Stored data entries
^^^^^^^^^^^^^^^^

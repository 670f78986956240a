use std::collections::HashMap;

use nalgebra::{DMatrix, DVector};
use rayon::prelude::*;

use super::factor::FactorError;
use super::levenberg_marquardt::OptimizerError;
use super::problem::{Problem, ProblemError};

/// Precomputed ordering and tangent layout of the free variables.
///
/// Variables are ordered by name so that the normal equations do not depend on the
/// hash map iteration order. Fixed variables are left out.
#[derive(Debug, Clone)]
pub struct VariableLayout {
    /// Names of the free variables in solve order.
    pub var_names: Vec<String>,
    /// Position of each free variable in `var_names`.
    pub var_index_map: HashMap<String, usize>,
    /// First tangent column of each free variable.
    pub global_starts: Vec<usize>,
    /// Tangent dimension of each free variable.
    pub local_dims: Vec<usize>,
    /// Total tangent dimension of the system.
    pub total_local_dim: usize,
}

impl VariableLayout {
    /// Build the layout of the free variables of a problem.
    pub fn from_problem(problem: &Problem) -> Self {
        let variables = problem.get_variables();
        let mut var_names: Vec<String> = variables
            .values()
            .filter(|v| !v.fixed)
            .map(|v| v.name.clone())
            .collect();
        var_names.sort();

        let var_index_map: HashMap<String, usize> = var_names
            .iter()
            .enumerate()
            .map(|(i, name)| (name.clone(), i))
            .collect();

        let mut total_local_dim: usize = 0;
        let mut local_dims: Vec<usize> = Vec::with_capacity(var_names.len());
        let mut global_starts: Vec<usize> = Vec::with_capacity(var_names.len());

        for name in &var_names {
            global_starts.push(total_local_dim);
            let dim = variables[name].local_dim();
            local_dims.push(dim);
            total_local_dim += dim;
        }

        Self {
            var_names,
            var_index_map,
            global_starts,
            local_dims,
            total_local_dim,
        }
    }
}

/// Builds normal equations from factors for a given layout.
pub struct LinearSystemBuilder;

impl LinearSystemBuilder {
    /// Linearize every factor and accumulate `JᵀJ`, `Jᵀr` and the total cost.
    ///
    /// Factors are linearized in parallel; the accumulation runs serially in factor order
    /// so the result is identical for any thread count.
    pub fn build(
        problem: &Problem,
        layout: &VariableLayout,
    ) -> Result<(DMatrix<f64>, DVector<f64>, f64), OptimizerError> {
        let factors = problem.get_factors();

        let linearized = factors
            .par_iter()
            .map(|(factor, var_names)| -> Result<_, ProblemError> {
                let params = problem.params_for(var_names)?;
                Ok(factor.linearize(&params, true)?)
            })
            .collect::<Result<Vec<_>, ProblemError>>()?;

        let dim = layout.total_local_dim;
        let mut jtj = DMatrix::<f64>::zeros(dim, dim);
        let mut jtr = DVector::<f64>::zeros(dim);
        let mut cost = 0.0;

        for ((factor, var_names), result) in factors.iter().zip(linearized) {
            let Some(jacobian) = &result.jacobian else {
                return Err(OptimizerError::Factor(FactorError::NumericalInstability(
                    "jacobian required for optimization".to_string(),
                )));
            };

            let residual_dim = result.residual_dim();
            let total_local_dim = result.total_local_dim;
            if total_local_dim != factor.total_local_dim()
                || jacobian.len() != residual_dim * total_local_dim
            {
                return Err(OptimizerError::Factor(FactorError::DimensionMismatch {
                    expected: residual_dim * factor.total_local_dim(),
                    actual: jacobian.len(),
                }));
            }

            // (column in the system, dim, column in the factor jacobian) of each free variable
            let mut mapping: Vec<(usize, usize, usize)> = Vec::with_capacity(var_names.len());
            let mut factor_col_offset = 0;
            for (idx, var_name) in var_names.iter().enumerate() {
                let dim = factor.variable_local_dim(idx);
                if let Some(&var_idx) = layout.var_index_map.get(var_name) {
                    mapping.push((layout.global_starts[var_idx], dim, factor_col_offset));
                }
                factor_col_offset += dim;
            }

            cost += result.residual.iter().map(|r| r * r).sum::<f64>();

            for row in 0..residual_dim {
                let jac_row = &jacobian[row * total_local_dim..(row + 1) * total_local_dim];
                let residual_val = result.residual[row];
                for &(start_i, dim_i, offset_i) in &mapping {
                    for di in 0..dim_i {
                        let jac_i_val = jac_row[offset_i + di];
                        if jac_i_val == 0.0 {
                            continue;
                        }
                        jtr[start_i + di] += jac_i_val * residual_val;
                        for &(start_j, dim_j, offset_j) in &mapping {
                            for dj in 0..dim_j {
                                jtj[(start_i + di, start_j + dj)] +=
                                    jac_i_val * jac_row[offset_j + dj];
                            }
                        }
                    }
                }
            }
        }

        Ok((jtj, jtr, cost))
    }
}

#[cfg(test)]
mod tests {
    use super::*;
    use crate::optim::{PriorFactor, Variable};
    use approx::assert_relative_eq;

    #[test]
    fn test_layout_skips_fixed_variables() -> Result<(), ProblemError> {
        let mut problem = Problem::new();
        problem.add_variable(Variable::euclidean("b", vec![0.0, 0.0]))?;
        problem.add_variable(Variable::euclidean("a", vec![0.0]))?;
        problem.add_variable(Variable::euclidean("c", vec![0.0]).with_fixed(true))?;

        let layout = VariableLayout::from_problem(&problem);
        assert_eq!(layout.var_names, vec!["a".to_string(), "b".to_string()]);
        assert_eq!(layout.global_starts, vec![0, 1]);
        assert_eq!(layout.total_local_dim, 3);
        Ok(())
    }

    #[test]
    fn test_build_normal_equations() -> Result<(), OptimizerError> {
        let mut problem = Problem::new();
        problem.add_variable(Variable::euclidean("x", vec![1.0, 2.0]))?;
        problem.add_variable(Variable::euclidean("y", vec![5.0]).with_fixed(true))?;
        problem.add_factor(
            Box::new(PriorFactor::new(vec![0.0, 0.0])),
            vec!["x".to_string()],
        )?;
        problem.add_factor(Box::new(PriorFactor::new(vec![4.0])), vec!["y".to_string()])?;

        let layout = VariableLayout::from_problem(&problem);
        let (jtj, jtr, cost) = LinearSystemBuilder::build(&problem, &layout)?;

        assert_eq!(jtj.nrows(), 2);
        assert_relative_eq!(jtj[(0, 0)], 1.0);
        assert_relative_eq!(jtj[(0, 1)], 0.0);
        assert_relative_eq!(jtr[1], 2.0);
        // the fixed variable still contributes to the cost
        assert_relative_eq!(cost, 1.0 + 4.0 + 1.0);
        Ok(())
    }
}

^^^^^^^^^^^^^^^^

▸ WHAT THE TASK ASKS: Every record, from top to bottom, must be transcribed exactly.

▸ REPLY:
repository 670f78986956240a
use std::collections::HashMap;

use nalgebra::{DMatrix, DVector};
use rayon::prelude::*;

use super::factor::FactorError;
use super::levenberg_marquardt::OptimizerError;
use super::problem::{Problem, ProblemError};

/// Precomputed ordering and tangent layout of the free variables.
///
/// Variables are ordered by name so that the normal equations do not depend on the
/// hash map iteration order. Fixed variables are left out.
#[derive(Debug, Clone)]
pub struct VariableLayout {
    /// Names of the free variables in solve order.
    pub var_names: Vec<String>,
    /// Position of each free variable in `var_names`.
    pub var_index_map: HashMap<String, usize>,
    /// First tangent column of each free variable.
    pub global_starts: Vec<usize>,
    /// Tangent dimension of each free variable.
    pub local_dims: Vec<usize>,
    /// Total tangent dimension of the system.
    pub total_local_dim: usize,
}

impl VariableLayout {
    /// Build the layout of the free variables of a problem.
    pub fn from_problem(problem: &Problem) -> Self {
        let variables = problem.get_variables();
        let mut var_names: Vec<String> = variables
            .values()
            .filter(|v| !v.fixed)
            .map(|v| v.name.clone())
            .collect();
        var_names.sort();

        let var_index_map: HashMap<String, usize> = var_names
            .iter()
            .enumerate()
            .map(|(i, name)| (name.clone(), i))
            .collect();

        let mut total_local_dim: usize = 0;
        let mut local_dims: Vec<usize> = Vec::with_capacity(var_names.len());
        let mut global_starts: Vec<usize> = Vec::with_capacity(var_names.len());

        for name in &var_names {
            global_starts.push(total_local_dim);
            let dim = variables[name].local_dim();
            local_dims.push(dim);
            total_local_dim += dim;
        }

        Self {
            var_names,
            var_index_map,
            global_starts,
            local_dims,
            total_local_dim,
        }
    }
}

/// Builds normal equations from factors for a given layout.
pub struct LinearSystemBuilder;

impl LinearSystemBuilder {
    /// Linearize every factor and accumulate `JᵀJ`, `Jᵀr` and the total cost.
    ///
    /// Factors are linearized in parallel; the accumulation runs serially in factor order
    /// so the result is identical for any thread count.
    pub fn build(
        problem: &Problem,
        layout: &VariableLayout,
    ) -> Result<(DMatrix<f64>, DVector<f64>, f64), OptimizerError> {
        let factors = problem.get_factors();

        let linearized = factors
            .par_iter()
            .map(|(factor, var_names)| -> Result<_, ProblemError> {
                let params = problem.params_for(var_names)?;
                Ok(factor.linearize(&params, true)?)
            })
            .collect::<Result<Vec<_>, ProblemError>>()?;

        let dim = layout.total_local_dim;
        let mut jtj = DMatrix::<f64>::zeros(dim, dim);
        let mut jtr = DVector::<f64>::zeros(dim);
        let mut cost = 0.0;

        for ((factor, var_names), result) in factors.iter().zip(linearized) {
            let Some(jacobian) = &result.jacobian else {
                return Err(OptimizerError::Factor(FactorError::NumericalInstability(
                    "jacobian required for optimization".to_string(),
                )));
            };

            let residual_dim = result.residual_dim();
            let total_local_dim = result.total_local_dim;
            if total_local_dim != factor.total_local_dim()
                || jacobian.len() != residual_dim * total_local_dim
            {
                return Err(OptimizerError::Factor(FactorError::DimensionMismatch {
                    expected: residual_dim * factor.total_local_dim(),
                    actual: jacobian.len(),
                }));
            }

            // (column in the system, dim, column in the factor jacobian) of each free variable
            let mut mapping: Vec<(usize, usize, usize)> = Vec::with_capacity(var_names.len());
            let mut factor_col_offset = 0;
            for (idx, var_name) in var_names.iter().enumerate() {
                let dim = factor.variable_local_dim(idx);
                if let Some(&var_idx) = layout.var_index_map.get(var_name) {
                    mapping.push((layout.global_starts[var_idx], dim, factor_col_offset));
                }
                factor_col_offset += dim;
            }

            cost += result.residual.iter().map(|r| r * r).sum::<f64>();

            for row in 0..residual_dim {
                let jac_row = &jacobian[row * total_local_dim..(row + 1) * total_local_dim];
                let residual_val = result.residual[row];
                for &(start_i, dim_i, offset_i) in &mapping {
                    for di in 0..dim_i {
                        let jac_i_val = jac_row[offset_i + di];
                        if jac_i_val == 0.0 {
                            continue;
                        }
                        jtr[start_i + di] += jac_i_val * residual_val;
                        for &(start_j, dim_j, offset_j) in &mapping {
                            for dj in 0..dim_j {
                                jtj[(start_i + di, start_j + dj)] +=
                                    jac_i_val * jac_row[offset_j + dj];
                            }
                        }
                    }
                }
            }
        }

        Ok((jtj, jtr, cost))
    }
}

#[cfg(test)]
mod tests {
    use super::*;
    use crate::optim::{PriorFactor, Variable};
    use approx::assert_relative_eq;

    #[test]
    fn test_layout_skips_fixed_variables() -> Result<(), ProblemError> {
        let mut problem = Problem::new();
        problem.add_variable(Variable::euclidean("b", vec![0.0, 0.0]))?;
        problem.add_variable(Variable::euclidean("a", vec![0.0]))?;
        problem.add_variable(Variable::euclidean("c", vec![0.0]).with_fixed(true))?;

        let layout = VariableLayout::from_problem(&problem);
        assert_eq!(layout.var_names, vec!["a".to_string(), "b".to_string()]);
        assert_eq!(layout.global_starts, vec![0, 1]);
        assert_eq!(layout.total_local_dim, 3);
        Ok(())
    }

    #[test]
    fn test_build_normal_equations() -> Result<(), OptimizerError> {
        let mut problem = Problem::new();
        problem.add_variable(Variable::euclidean("x", vec![1.0, 2.0]))?;
        problem.add_variable(Variable::euclidean("y", vec![5.0]).with_fixed(true))?;
        problem.add_factor(
            Box::new(PriorFactor::new(vec![0.0, 0.0])),
            vec!["x".to_string()],
        )?;
        problem.add_factor(Box::new(PriorFactor::new(vec![4.0])), vec!["y".to_string()])?;

        let layout = VariableLayout::from_problem(&problem);
        let (jtj, jtr, cost) = LinearSystemBuilder::build(&problem, &layout)?;

        assert_eq!(jtj.nrows(), 2);
        assert_relative_eq!(jtj[(0, 0)], 1.0);
        assert_relative_eq!(jtj[(0, 1)], 0.0);
        assert_relative_eq!(jtr[1], 2.0);
        // the fixed variable still contributes to the cost
        assert_relative_eq!(cost, 1.0 + 4.0 + 1.0);
        Ok(())
    }
}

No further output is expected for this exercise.